In a primary care setting, there is no way to improve the health of people with chemical dependency conditions without the help of CDPs.  It is not uncommon for patients to perceive the stigma associated with chemical dependency and this is a great opportunity to better integrate and reduce some of the stigma.  People with mild to moderate chemical dependency can be better served by starting their treatment in a primary care setting where they feel more comfortable and are more likely to engage in treatment.  People with severe chemical dependency needs will continue to receive services through specialized agencies. 

 

(Opposed) There has been no process related to this bill.  There has been no review by the DOH chemical dependency advisory committee.  There was no hearing in the House Health Care and Wellness Committee even though this bill makes sweeping changes to the practice of chemical dependency and treatment programs.  The CDPs and agencies were not consulted by the DSHS or the DOH on this concept and there has been no consumer input.   

 

There is no emergency or need for this bill.  The existing capacity and projected growth in the chemical dependency field is adequate to meet the needs of newly identified individuals with chemical dependency issues.  Behavioral health professionals and organizations are not anticipating a shortage of treatment providers.  With reduced prosecution of driving under the influence offenses in the counties and the downturn in the economy, there is a decreased need for services that is resulting in agencies having to reduce staffing.  There has been no study to document the perceived workforce needs.  The local community college has posted information projecting a growth in substance abuse and behavioral disorder counselor employment of 2.7 percent per year from 2010 to 2020.

Persons shifting from state funding to Medicaid do not constitute new demand; it is simply a shift in funding sources.  Most of the professionals identified in this bill are already able to conduct screening and brief intervention services and are not interested in providing other Medicaid-funded treatment services.  

 

Washington offers a highly specialized and discreet service for substance use disorders by highly trained individuals and agencies.  There is an established, approved process that has evolved over time and should be maintained.  There is an important dynamic in group treatment that is not part of a primary care office.  It is important to have seasoned professionals providing treatment.  Primary care physicians can be easily manipulated by those with chemical dependency issues.  Trainees who simply pass a background check will be able to provide treatment services without supervision or oversight.  The bill suggests that education level translates into competence in specific disciplines.  Yet in some masters level programs, only a few minutes of chemical dependency information is provided.  It is important to ensure that those with masters level degrees are appropriately trained and monitored, regardless of their education level.  This bill will compromise competencies and oversight in the current system. 

 

Forty percent of chemical dependency providers in the state do not receive public funding.  They are businesses that are part of a vibrant market system which is adjusting to the Affordable Care Act and the additional patients that will be brought in.  Workforce development should not be done in such a way that compromises the quality of services to patients and families who suffer from chemical dependency disorders.  Washington should be looking to national industry practice standards that have recently been developed by the federal Substance Abuse and Mental Health Services Administration.
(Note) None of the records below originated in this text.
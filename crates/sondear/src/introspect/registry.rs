//! Name-based resolution of fuzzable units.

use super::member::UnitDescriptor;
use crate::result::{SondearError, SondearResult};
use std::collections::BTreeMap;
use std::sync::Arc;

/// Registry of every unit the current process can fuzz.
///
/// Resolution failure is the "target cannot be resolved" case surfaced to
/// the command line as exit code 2.
#[derive(Debug, Clone, Default)]
pub struct TargetRegistry {
    units: BTreeMap<String, Arc<UnitDescriptor>>,
}

impl TargetRegistry {
    /// Create an empty registry.
    #[must_use]
    pub fn new() -> Self {
        Self::default()
    }

    /// Register a unit under its qualified name. Re-registering a name
    /// replaces the previous descriptor.
    pub fn register(&mut self, unit: UnitDescriptor) {
        self.units.insert(unit.qualified_name(), Arc::new(unit));
    }

    /// Resolve a unit by namespace and simple name.
    pub fn resolve(&self, namespace: &str, name: &str) -> SondearResult<Arc<UnitDescriptor>> {
        let qualified = format!("{namespace}::{name}");
        self.units
            .get(&qualified)
            .cloned()
            .ok_or(SondearError::UnknownUnit { name: qualified })
    }

    /// Qualified names of every registered unit, sorted.
    #[must_use]
    pub fn unit_names(&self) -> Vec<&str> {
        self.units.keys().map(String::as_str).collect()
    }
}
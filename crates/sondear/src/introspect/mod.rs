//! Dynamic-invocation capability layer.
//!
//! The engine never talks to a host reflection API. Instead, every fuzz
//! target is described once through this module's descriptors: what types
//! look like ([`TypeDescriptor`]), how values of them are constructed
//! ([`ConstructorDescriptor`]), which members a unit exposes
//! ([`MemberDescriptor`], [`UnitDescriptor`]), and how units are resolved
//! by name ([`TargetRegistry`]). Porting to a different invocation
//! mechanism means re-implementing the adapters behind these descriptors
//! and nothing else.

mod descriptor;
mod member;
mod registry;
mod value;

pub use descriptor::{ConstructorDescriptor, RenderStyle, TypeDescriptor, TypeKind, Visibility};
pub use member::{InvokeError, MemberDescriptor, UnitDescriptor};
pub use registry::TargetRegistry;
pub use value::{arg, value, value_identity, CapturedFailure, DynValue, ScalarValue};

pub(crate) use value::simple_name;
impl ValueSynthesizer {
    /// Create a synthesizer with the default field delimiter `;`.
    #[must_use]
    pub fn new(seed: Seed) -> Self {
        Self {
            rng: Xorshift64::new(seed),
            memo: HashMap::new(),
            delimiter: ";".to_string(),
        }
    }

    /// Use a different delimiter for synthesized record text.
    #[must_use]
    pub fn with_delimiter(mut self, delimiter: impl Into<String>) -> Self {
        self.delimiter = delimiter.into();
        self
    }

    /// Build a randomized multi-row, multi-field text blob for raw-string
    /// fuzzing of text-parsing targets.
    ///
    /// Row and field counts are bounded; fields come from a fixed palette
    /// of domain-flavored generators (calendar dates, categorical tokens,
    /// decimal prices, alphabetic filler).
    pub fn synthesize_string(&mut self) -> String {
        let rows = self.rng.next_range(0, MAX_ROWS);
        let fields = self.rng.next_range(0, MAX_FIELDS);

        let mut text = String::new();
        for row in 0..rows {
            text.push_str(&self.random_row(fields as usize));
            if row < rows - 1 {
                text.push('\n');
            }
        }
        text
    }

    /// Synthesize a value of the described type.
    ///
    /// On success the value's literal rendering is recorded in the memo
    /// table under the value's identity. Any failure (no usable
    /// constructor, a constructor error) degrades to `None` rather than
    /// aborting the caller.
    pub fn synthesize(&mut self, ty: &TypeDescriptor) -> Option<DynValue> {
        let expression = self.build_expression(ty);
        match expression.resolve() {
            Ok(Some(produced)) => {
                self.memo
                    .insert(value_identity(&*produced), expression.render());
                Some(produced)
            }
            Ok(None) => None,
            Err(failure) => {
                tracing::debug!(ty = ty.name(), %failure, "synthesis failed, yielding absent");
                None
            }
        }
    }

    /// Convenience entry point for receiver and argument instantiation.
    pub fn instantiate(&mut self, ty: &TypeDescriptor) -> Option<DynValue> {
        self.synthesize(ty)
    }

    /// Build the expression tree for the described type without resolving
    /// it.
    pub fn build_expression(&mut self, ty: &TypeDescriptor) -> Expression {
        match ty.kind() {
            TypeKind::I16 => Expression::Leaf(ScalarValue::I16(self.rng.next() as i16)),
            TypeKind::I32 => Expression::Leaf(ScalarValue::I32(self.rng.next() as i32)),
            TypeKind::I64 => Expression::Leaf(ScalarValue::I64(self.rng.next() as i64)),
            TypeKind::U8 => Expression::Leaf(ScalarValue::U8(self.rng.next() as u8)),
            TypeKind::F32 => Expression::Leaf(ScalarValue::F32(self.rng.next_f32())),
            TypeKind::F64 => Expression::Leaf(ScalarValue::F64(self.rng.next_f64())),
            TypeKind::Char => {
                let ch = (b'a' + self.rng.next_range(0, 26) as u8) as char;
                Expression::Leaf(ScalarValue::Char(ch))
            }
            TypeKind::Bool => Expression::Leaf(ScalarValue::Bool(self.rng.next_bool())),
            TypeKind::Str => Expression::Leaf(ScalarValue::Str(self.random_string())),
            TypeKind::Unconstrained | TypeKind::Void => Expression::Leaf(ScalarValue::Null),
            TypeKind::BigInt => self.big_int_expression(),
            TypeKind::Composite(_) => self.composite_expression(ty),
        }
    }

    /// Look up the literal text recorded for a previously synthesized
    /// value.
    #[must_use]
    pub fn lookup_literal(&self, produced: &dyn Any) -> Option<&str> {
        self.memo.get(&value_identity(produced)).map(String::as_str)
    }

    /// Drop all recorded literals.
    pub fn clear_memo(&mut self) {
        self.memo.clear();
    }

    fn big_int_expression(&mut self) -> Expression {
        let constructor = ConstructorDescriptor::new(
            "BigInt",
            vec![TypeDescriptor::string()],
            |args| {
                let digits = args
                    .into_iter()
                    .next()
                    .flatten()
                    .and_then(|v| v.downcast::<String>().ok())
                    .ok_or_else(|| {
                        CapturedFailure::new(
                            "SynthesisError",
                            "big-integer constructor expects one string argument",
                        )
                    })?;
                digits
                    .parse::<BigInt>()
                    .map(|parsed| Box::new(parsed) as DynValue)
                    .map_err(|error| CapturedFailure::from_error(&error))
            },
        )
        .with_render_style(RenderStyle::Parse);

        Expression::Composite {
            constructor,
            args: vec![Expression::Leaf(ScalarValue::Str(
                self.random_numeric_string(),
            ))],
        }
    }

    fn composite_expression(&mut self, ty: &TypeDescriptor) -> Expression {
        let Some(constructor) = ty.first_public_constructor().cloned() else {
            // No reachable constructor: the value cannot be created
            return Expression::Leaf(ScalarValue::Null);
        };
        let params = constructor.params().to_vec();
        let args = params
            .iter()
            .map(|param| self.build_expression(param))
            .collect();
        Expression::Composite { constructor, args }
    }

    fn random_string(&mut self) -> String {
        let length = self.rng.next_range(0, MAX_STRING_LENGTH);
        (0..length)
            .map(|_| self.rng.next_range(32, 127) as u8 as char)
            .collect()
    }

    /// Digit string for the arbitrary-precision integer type: optional
    /// leading `-`, first digit non-zero, bounded digit count. A drawn
    /// length of zero yields the literal `"0"`.
    fn random_numeric_string(&mut self) -> String {
        let length = self.rng.next_range(0, MAX_BIGINT_DIGITS);
        if length == 0 {
            return "0".to_string();
        }
        let mut digits = String::with_capacity(length as usize + 1);
        if self.rng.next_bool() {
            digits.push('-');
        }
        digits.push(char::from_digit(self.rng.next_range(1, 10) as u32, 10).unwrap());
        for _ in 1..length {
            digits.push(char::from_digit(self.rng.next_range(0, 10) as u32, 10).unwrap());
        }
        digits
    }

    fn random_row(&mut self, fields: usize) -> String {
        let values = [
            self.random_date_string(),
            self.random_token(WEEKDAYS),
            self.random_token(DISH_TYPES),
            self.random_dish_name(),
            self.random_list(TAGS, 5),
            self.random_price(),
            self.random_price(),
            self.random_price(),
        ];

        let mut row = String::new();
        for field in 0..fields {
            if field < values.len() {
                row.push_str(&values[field]);
            } else {
                row.push_str(&self.random_alphabetic_string());
            }
            if field < fields - 1 {
                row.push_str(&self.delimiter);
            }
        }
        row
    }

    fn random_date_string(&mut self) -> String {
        let origin = NaiveDate::from_ymd_opt(2000, 1, 1).unwrap();
        let days = self.rng.next_range(0, 30 * 365);
        let choice = origin + Days::new(days);
        choice.format("%d.%m.%Y").to_string()
    }

    fn random_token(&mut self, values: &[&str]) -> String {
        values[self.rng.next_index(values.len())].to_string()
    }

    fn random_dish_name(&mut self) -> String {
        let mut name = self.random_alphabetic_string();
        if self.rng.next_bool() {
            name.push_str(" (");
            name.push_str(&self.random_additives_and_allergens());
            name.push(')');
        }
        name
    }

    fn random_additives_and_allergens(&mut self) -> String {
        let additives = self.random_list(ADDITIVES, 6);
        let allergens = self.random_list(ALLERGENS, 6);
        if !additives.is_empty() && !allergens.is_empty() {
            format!("{additives},{allergens}")
        } else {
            format!("{additives}{allergens}")
        }
    }

    fn random_list(&mut self, values: &[&str], max_length: u64) -> String {
        let length = self.rng.next_range(0, max_length);
        let mut list = String::new();
        for item in 0..length {
            list.push_str(values[self.rng.next_index(values.len())]);
            if item < length - 1 {
                list.push(',');
            }
        }
        list
    }

    fn random_price(&mut self) -> String {
        let price = 10.0 * self.rng.next_f64();
        format!("{price:.2}").replace('.', ",")
    }

    fn random_alphabetic_string(&mut self) -> String {
        let alphabet: Vec<char> = ALPHABET.chars().collect();
        let length = self.rng.next_range(0, 25);
        (0..length)
            .map(|_| alphabet[self.rng.next_index(alphabet.len())])
            .collect()
    }
}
Persons Testifying: (In support) Representative Harris, prime sponsor; Martin Mueller, Washington Department of Health; and Jane Beyer, Department of Social and Health Services.

(Opposed) Patricia Knox, The Association of Alcoholism and Addiction Program; Mark Loes, Sundown M Ranch; Robert Malphrus, Washington State Consortium of Addiction Studies Educators; Greg Bauer, Chemical Dependency Professionals of Washington State; Donald Cox; Dave Harris, The Association for Addiction Professionals; and Maynard Kielty.

Persons Signed In To Testify But Not Testifying: None.